WHAT IS EXPECTED: Your output should consist of every record, copied exactly.

----

//! WebSocket transport layer.
//!
//! Drives an [`Engine`](crate::engine::Engine) over a real WebSocket on a
//! Tokio runtime.
//!
//! # Architecture
//!
//! ```text
//! ┌─────────────────┐                              ┌─────────────────┐
//! │  Client handles │                              │  VPCA server    │
//! │        │        │         WebSocket            │                 │
//! │   EventLoop     │◄────────────────────────────►│  /VPCA          │
//! │   └─ Engine     │     ws[s]://host/VPCA        │                 │
//! └─────────────────┘                              └─────────────────┘
//! ```
//!
//! # Connection Lifecycle
//!
//! 1. `ClientBuilder::build` - Validate endpoint and options
//! 2. `ClientConfig::connect` - Spawn the event loop and open
//! 3. `Client` - Register listeners, send requests, subscribe to pushes
//! 4. `Client::close` / `Client::shutdown` - Close without reconnecting
//!
//! # Modules
//!
//! | Module | Description |
//! |--------|-------------|
//! | `builder` | Endpoint and options configuration |
//! | `connection` | Client handle and event loop |

// ============================================================================
// Submodules
// ============================================================================

/// Endpoint and options configuration.
pub mod builder;

/// Client handle and WebSocket event loop.
pub mod connection;

// ============================================================================
// Re-exports
// ============================================================================

pub use builder::{ClientBuilder, ClientConfig, DEFAULT_PATH};
pub use connection::Client;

----

TASK OUTPUT:
//! WebSocket transport layer.
//!
//! Drives an [`Engine`](crate::engine::Engine) over a real WebSocket on a
//! Tokio runtime.
//!
//! # Architecture
//!
//! ```text
//! ┌─────────────────┐                              ┌─────────────────┐
//! │  Client handles │                              │  VPCA server    │
//! │        │        │         WebSocket            │                 │
//! │   EventLoop     │◄────────────────────────────►│  /VPCA          │
//! │   └─ Engine     │     ws[s]://host/VPCA        │                 │
//! └─────────────────┘                              └─────────────────┘
//! ```
//!
//! # Connection Lifecycle
//!
//! 1. `ClientBuilder::build` - Validate endpoint and options
//! 2. `ClientConfig::connect` - Spawn the event loop and open
//! 3. `Client` - Register listeners, send requests, subscribe to pushes
//! 4. `Client::close` / `Client::shutdown` - Close without reconnecting
//!
//! # Modules
//!
//! | Module | Description |
//! |--------|-------------|
//! | `builder` | Endpoint and options configuration |
//! | `connection` | Client handle and event loop |

// ============================================================================
// Submodules
// ============================================================================

/// Endpoint and options configuration.
pub mod builder;

/// Client handle and WebSocket event loop.
pub mod connection;

// ============================================================================
// Re-exports
// ============================================================================

pub use builder::{ClientBuilder, ClientConfig, DEFAULT_PATH};
pub use connection::Client;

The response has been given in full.